While the Solvency II guidelines aim to provide better protection for policyholders, various parties are questioning who will ultimately bear the cost of the solvency regime. Simultaneously, there are concerns that insurers will be limited in their role as investors, compelled towards ‘safer’ investments and fewer non-investment loans. This could potentially lead to challenges for capital-seeking organisations, as balance sheet constraints might result in banks ceasing to make investments.
With these questions in mind, The Economist Intelligence Unit commenced its investigation into the potential impact of Solvency II on consumers, the insurance industry, and society, where insurers act as investors.
The key findings and conclusions of this research are:
- The requirements of Solvency II are seen as excessive. Respondents believe that the balance is lost and the demands are too stringent.

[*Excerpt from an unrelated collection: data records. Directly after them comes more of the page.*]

#![cfg_attr(not(test), warn(unused_crate_dependencies))]

use std::process::exit;

use anyhow::Result;
use args::SupplychainArgs;
use clap::Parser;
use colored::Colorize;
use ledger_client::config::ClientConfig;
use tracing::trace;

mod args;
mod commands;
mod utils;

#[tokio::main]
async fn main() {
    let args = SupplychainArgs::parse();
    let _ = args.init_logging(&args.verbose);

    if let Err(err) = cli_main(args).await {
        eprintln!("{} {err:#}", "error:".red().bold());
        exit(1);
    }
}

async fn cli_main(args: SupplychainArgs) -> Result<()> {
    let file_config = match &args.config {
        Some(path) => Some(ClientConfig::from_toml(path)?),
        None => None,
    };

    let config = args.ledger.client_config(file_config, &args.transaction);
    trace!(?config, "Configuration built successfully.");

    commands::run(args.command, &config).await
}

- Policyholders will ultimately bear the cost of Solvency II, as insurers will pass these costs on to them.
- Insurers expect to take fewer risks in their investment strategies.

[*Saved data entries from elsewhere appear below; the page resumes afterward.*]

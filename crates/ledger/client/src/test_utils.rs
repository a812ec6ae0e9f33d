//! In-memory provider emulating a node with the supply chain contract deployed.

use std::collections::{BTreeMap, BTreeSet, HashMap};
use std::sync::Arc;

use alloy_primitives::{address, Address, Bytes, TxHash, B256, U256};
use alloy_rpc_types_eth::TransactionReceipt;
use alloy_sol_types::{SolCall, SolInterface};
use alloy_transport::{TransportErrorKind, TransportResult};
use async_trait::async_trait;
use parking_lot::Mutex;
use serde_json::json;

use crate::contract::SupplyChain::{self, SupplyChainCalls};
use crate::contract::ContractHandle;
use crate::descriptor::NetworkDescriptor;
use crate::entity::{Product, Supplier};
use crate::manifest::DeploymentManifest;
use crate::provider::LedgerProvider;

/// Address of the contract in the bundled manifest.
pub const CONTRACT_ADDRESS: Address = address!("7F2340066f633d999b7da8EF78C0df75C852B478");
pub const ACCOUNT_A: Address = address!("627306090abaB3A6e1400e9345bC60c78a8BEf57");
pub const ACCOUNT_B: Address = address!("f17f52151EbEF6C7334FAD080c5704D77216b732");

/// Creation time given to every product created through the mock.
pub const CREATED_AT: u64 = 1_700_000_000;

/// A JSON-RPC request seen by the [`MockProvider`].
#[derive(Debug, Clone, PartialEq, Eq)]
pub enum RecordedCall {
    NetworkId,
    Accounts,
    RequestAccounts,
    Code(Address),
    /// `eth_call`, identified by the selector of the contract function.
    Call([u8; 4]),
    Send { from: Address, to: Address, input: Bytes },
    Receipt(TxHash),
    BlockNumber,
    IsListening,
}

#[derive(Debug)]
struct PendingReceipt {
    receipt: TransactionReceipt,
    available_after: usize,
    polls: usize,
}

#[derive(Debug, Default)]
struct MockState {
    network_id: Option<u64>,
    listening: bool,
    authorized: bool,
    accounts: Vec<Address>,
    code: HashMap<Address, Bytes>,
    products: BTreeMap<u64, Product>,
    product_count: Option<u64>,
    failing_indices: BTreeSet<u64>,
    fail_count: bool,
    suppliers: HashMap<Address, Supplier>,
    write_error: Option<String>,
    block_number: u64,
    sent: u64,
    receipts: HashMap<TxHash, PendingReceipt>,
    calls: Vec<RecordedCall>,
}

impl MockState {
    fn count(&self) -> u64 {
        self.product_count.unwrap_or_else(|| self.products.keys().max().copied().unwrap_or(0))
    }

    fn apply(&mut self, from: Address, call: SupplyChainCalls) {
        match call {
            SupplyChainCalls::createProduct(call) => {
                let id = self.count() + 1;
                self.product_count = Some(id);
                self.products.insert(
                    id,
                    Product {
                        id,
                        name: call.name,
                        description: call.description,
                        price: call.price,
                        owner: from,
                        created_at: CREATED_AT,
                    },
                );
            }
            SupplyChainCalls::registerSupplier(call) => {
                self.suppliers.insert(
                    from,
                    Supplier {
                        name: call.name,
                        location: call.location,
                        contact: call.contact,
                        is_registered: true,
                    },
                );
            }
            SupplyChainCalls::transferProduct(call) => {
                let id = call.productId.to::<u64>();
                if let Some(product) = self.products.get_mut(&id) {
                    product.owner = call.to;
                }
            }
            _ => {}
        }
    }
}

/// A scriptable [`LedgerProvider`] recording every request it receives.
#[derive(Debug)]
pub struct MockProvider {
    state: Mutex<MockState>,
}

impl MockProvider {
    /// A listening node on `network_id` with the contract deployed at [`CONTRACT_ADDRESS`], no
    /// accounts and no products.
    pub fn new(network_id: u64) -> Self {
        let mut state = MockState {
            network_id: Some(network_id),
            listening: true,
            authorized: true,
            ..Default::default()
        };
        state.code.insert(CONTRACT_ADDRESS, Bytes::from_static(&[0x60, 0x80, 0x60, 0x40]));
        Self { state: Mutex::new(state) }
    }

    /// A provider failing every request.
    pub fn unreachable() -> Self {
        let provider = Self::new(0);
        provider.set_network_id(None);
        provider
    }

    pub fn with_accounts(mut self, accounts: Vec<Address>) -> Self {
        self.state.get_mut().accounts = accounts;
        self
    }

    pub fn deny_authorization(mut self) -> Self {
        self.state.get_mut().authorized = false;
        self
    }

    pub fn not_listening(mut self) -> Self {
        self.state.get_mut().listening = false;
        self
    }

    pub fn without_code(mut self) -> Self {
        self.state.get_mut().code.clear();
        self
    }

    pub fn with_products(mut self, products: Vec<Product>) -> Self {
        self.state.get_mut().products = products.into_iter().map(|p| (p.id, p)).collect();
        self
    }

    /// Overrides the value returned by `productCount()`.
    pub fn with_product_count(mut self, count: u64) -> Self {
        self.state.get_mut().product_count = Some(count);
        self
    }

    /// Makes `products(index)` fail.
    pub fn fail_index(mut self, index: u64) -> Self {
        self.state.get_mut().failing_indices.insert(index);
        self
    }

    /// Makes `productCount()` fail.
    pub fn fail_count(mut self) -> Self {
        self.state.get_mut().fail_count = true;
        self
    }

    /// Makes every `eth_sendTransaction` fail with `message`.
    pub fn fail_writes(mut self, message: &str) -> Self {
        self.state.get_mut().write_error = Some(message.to_string());
        self
    }

    pub fn with_supplier(mut self, account: Address, supplier: Supplier) -> Self {
        self.state.get_mut().suppliers.insert(account, supplier);
        self
    }

    pub fn with_block_number(mut self, block_number: u64) -> Self {
        self.state.get_mut().block_number = block_number;
        self
    }

    pub fn set_accounts(&self, accounts: Vec<Address>) {
        self.state.lock().accounts = accounts;
    }

    /// `None` makes the provider unreachable.
    pub fn set_network_id(&self, network_id: Option<u64>) {
        self.state.lock().network_id = network_id;
    }

    pub fn set_code(&self, address: Address, code: Bytes) {
        self.state.lock().code.insert(address, code);
    }

    /// Makes `receipt` the answer to the `polls`-th receipt request for `hash` and after.
    pub fn set_receipt_after(&self, hash: TxHash, receipt: TransactionReceipt, polls: usize) {
        self.state
            .lock()
            .receipts
            .insert(hash, PendingReceipt { receipt, available_after: polls, polls: 0 });
    }

    pub fn calls(&self) -> Vec<RecordedCall> {
        self.state.lock().calls.clone()
    }

    pub fn clear_calls(&self) {
        self.state.lock().calls.clear();
    }

    /// The recorded `eth_sendTransaction` requests.
    pub fn sent(&self) -> Vec<RecordedCall> {
        self.calls().into_iter().filter(|c| matches!(c, RecordedCall::Send { .. })).collect()
    }

    /// Number of `eth_call`s made to `C`.
    pub fn call_count<C: SolCall>(&self) -> usize {
        self.calls().into_iter().filter(|c| *c == RecordedCall::Call(C::SELECTOR)).count()
    }

    pub fn products(&self) -> Vec<Product> {
        self.state.lock().products.values().cloned().collect()
    }

    /// Records `call`, then fails if the node is unreachable.
    fn record(&self, call: RecordedCall) -> TransportResult<parking_lot::MutexGuard<'_, MockState>> {
        let mut state = self.state.lock();
        state.calls.push(call);
        if state.network_id.is_none() {
            return Err(TransportErrorKind::custom_str("error sending request: connection refused"));
        }
        Ok(state)
    }
}

#[async_trait]
impl LedgerProvider for MockProvider {
    async fn network_id(&self) -> TransportResult<u64> {
        let state = self.record(RecordedCall::NetworkId)?;
        Ok(state.network_id.unwrap_or_default())
    }

    async fn accounts(&self) -> TransportResult<Vec<Address>> {
        let state = self.record(RecordedCall::Accounts)?;
        Ok(state.accounts.clone())
    }

    async fn request_accounts(&self) -> TransportResult<Vec<Address>> {
        let state = self.record(RecordedCall::RequestAccounts)?;
        if !state.authorized {
            return Err(TransportErrorKind::custom_str("User rejected the request."));
        }
        Ok(state.accounts.clone())
    }

    async fn code_at(&self, address: Address) -> TransportResult<Bytes> {
        let state = self.record(RecordedCall::Code(address))?;
        Ok(state.code.get(&address).cloned().unwrap_or_default())
    }

    async fn call(&self, to: Address, input: Bytes) -> TransportResult<Bytes> {
        let selector = input.get(..4).and_then(|s| <[u8; 4]>::try_from(s).ok()).unwrap_or_default();
        let state = self.record(RecordedCall::Call(selector))?;

        if !state.code.contains_key(&to) {
            return Ok(Bytes::new());
        }

        let call = SupplyChainCalls::abi_decode(&input, true)
            .map_err(|e| TransportErrorKind::custom_str(&e.to_string()))?;

        let output = match call {
            SupplyChainCalls::productCount(_) => {
                if state.fail_count {
                    return Err(TransportErrorKind::custom_str("Returned error: internal error"));
                }
                SupplyChain::productCountCall::abi_encode_returns(&(U256::from(state.count()),))
            }
            SupplyChainCalls::products(call) => {
                let index = call.index.to::<u64>();
                if state.failing_indices.contains(&index) {
                    return Err(TransportErrorKind::custom_str(
                        "Returned error: VM Exception while processing transaction: revert",
                    ));
                }
                let ret = match state.products.get(&index) {
                    Some(p) => (
                        U256::from(p.id),
                        p.name.clone(),
                        p.description.clone(),
                        p.price,
                        p.owner,
                        U256::from(p.created_at),
                    ),
                    None => (U256::ZERO, String::new(), String::new(), U256::ZERO, Address::ZERO, U256::ZERO),
                };
                SupplyChain::productsCall::abi_encode_returns(&ret)
            }
            SupplyChainCalls::suppliers(call) => {
                let s = state.suppliers.get(&call.account).cloned().unwrap_or_default();
                SupplyChain::suppliersCall::abi_encode_returns(&(
                    s.name,
                    s.location,
                    s.contact,
                    s.is_registered,
                ))
            }
            _ => Vec::new(),
        };

        Ok(output.into())
    }

    async fn send_transaction(
        &self,
        from: Address,
        to: Address,
        input: Bytes,
    ) -> TransportResult<TxHash> {
        let mut state = self.record(RecordedCall::Send { from, to, input: input.clone() })?;

        if let Some(message) = &state.write_error {
            return Err(TransportErrorKind::custom_str(message));
        }

        let call = SupplyChainCalls::abi_decode(&input, true)
            .map_err(|e| TransportErrorKind::custom_str(&e.to_string()))?;
        state.apply(from, call);

        state.sent += 1;
        state.block_number += 1;
        Ok(TxHash::left_padding_from(&state.sent.to_be_bytes()))
    }

    async fn transaction_receipt(
        &self,
        hash: TxHash,
    ) -> TransportResult<Option<TransactionReceipt>> {
        let mut state = self.record(RecordedCall::Receipt(hash))?;

        let Some(pending) = state.receipts.get_mut(&hash) else {
            return Ok(None);
        };
        pending.polls += 1;

        if pending.polls >= pending.available_after {
            Ok(Some(pending.receipt.clone()))
        } else {
            Ok(None)
        }
    }

    async fn block_number(&self) -> TransportResult<u64> {
        let state = self.record(RecordedCall::BlockNumber)?;
        Ok(state.block_number)
    }

    async fn is_listening(&self) -> TransportResult<bool> {
        let state = self.record(RecordedCall::IsListening)?;
        Ok(state.listening)
    }
}

/// A product owned by [`ACCOUNT_A`] priced at 1 ether.
pub fn product(id: u64, name: &str) -> Product {
    Product {
        id,
        name: name.to_string(),
        description: format!("{name} description"),
        price: U256::from(1_000_000_000_000_000_000u128),
        owner: ACCOUNT_A,
        created_at: CREATED_AT,
    }
}

/// A receipt of a transaction sent by [`ACCOUNT_A`] to the contract.
pub fn receipt(hash: TxHash, success: bool) -> TransactionReceipt {
    serde_json::from_value(json!({
        "type": "0x0",
        "status": if success { "0x1" } else { "0x0" },
        "cumulativeGasUsed": "0x5208",
        "logs": [],
        "logsBloom": format!("0x{}", "0".repeat(512)),
        "transactionHash": hash,
        "transactionIndex": "0x0",
        "blockHash": B256::repeat_byte(0x11),
        "blockNumber": "0x1",
        "gasUsed": "0x5208",
        "effectiveGasPrice": "0x3b9aca00",
        "from": ACCOUNT_A,
        "to": CONTRACT_ADDRESS,
        "contractAddress": null
    }))
    .expect("valid receipt")
}

/// A handle bound to `provider` with the bundled manifest on network 5777.
pub fn bound_handle(provider: Arc<MockProvider>) -> ContractHandle {
    let manifest = DeploymentManifest::bundled().expect("bundled manifest");
    let descriptor = NetworkDescriptor {
        network_id: 5777,
        contract_address: CONTRACT_ADDRESS,
        interface: Arc::new(manifest.abi),
    };
    ContractHandle::bind(provider, descriptor)
}
use core::fmt;

use anyhow::Result;
use clap::Subcommand;
use ledger_client::config::ClientConfig;
use tracing::info_span;

pub(crate) mod create;
pub(crate) mod doctor;
pub(crate) mod options;
pub(crate) mod products;
pub(crate) mod register;
pub(crate) mod supplier;
pub(crate) mod transfer;
pub(crate) mod watch;

use create::CreateProductArgs;
use doctor::DoctorArgs;
use products::ProductsArgs;
use register::RegisterSupplierArgs;
use supplier::SupplierArgs;
use transfer::TransferProductArgs;
use watch::WatchArgs;

pub(crate) const LOG_TARGET: &str = "supplychain::cli";

#[derive(Debug, Subcommand)]
pub enum Commands {
    #[command(about = "Check the connection to the node and the contract deployment")]
    Doctor(Box<DoctorArgs>),
    #[command(about = "List the products stored on the ledger")]
    Products(Box<ProductsArgs>),
    #[command(about = "Create a product owned by the active account")]
    CreateProduct(Box<CreateProductArgs>),
    #[command(about = "Register the active account as a supplier")]
    RegisterSupplier(Box<RegisterSupplierArgs>),
    #[command(about = "Transfer the ownership of a product")]
    TransferProduct(Box<TransferProductArgs>),
    #[command(about = "Look up the supplier registered under an address")]
    Supplier(Box<SupplierArgs>),
    #[command(about = "Follow account and network changes of the provider")]
    Watch(Box<WatchArgs>),
}

impl fmt::Display for Commands {
    fn fmt(&self, f: &mut fmt::Formatter<'_>) -> fmt::Result {
        match self {
            Commands::Doctor(_) => write!(f, "Doctor"),
            Commands::Products(_) => write!(f, "Products"),
            Commands::CreateProduct(_) => write!(f, "CreateProduct"),
            Commands::RegisterSupplier(_) => write!(f, "RegisterSupplier"),
            Commands::TransferProduct(_) => write!(f, "TransferProduct"),
            Commands::Supplier(_) => write!(f, "Supplier"),
            Commands::Watch(_) => write!(f, "Watch"),
        }
    }
}

pub async fn run(command: Commands, config: &ClientConfig) -> Result<()> {
    let name = command.to_string();
    let span = info_span!("Subcommand", name);
    let _span = span.enter();

    match command {
        Commands::Doctor(args) => args.run(config).await,
        Commands::Products(args) => args.run(config).await,
        Commands::CreateProduct(args) => args.run(config).await,
        Commands::RegisterSupplier(args) => args.run(config).await,
        Commands::TransferProduct(args) => args.run(config).await,
        Commands::Supplier(args) => args.run(config).await,
        Commands::Watch(args) => args.run(config).await,
    }
}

- There is ambiguity among organisations about the consequences for debt issuance.
- Legislators will need to reconsider the capital charges.
- The unintended consequences are yet to be fully understood, causing concern among various organisations.
Although a revision of the current legislation is deemed necessary, the potential consequences and timing of Solvency II are causing apprehension. The current political and economic climate leads many to believe that insurers, policyholders, and other stakeholders will be adversely affected by Solvency II. It is expected that premiums will increase and that investments will be impacted. Whatever the exact outcomes may be, it suggests that insurers seek absolute certainty about the application of the rules and their implementation in these uncertain times.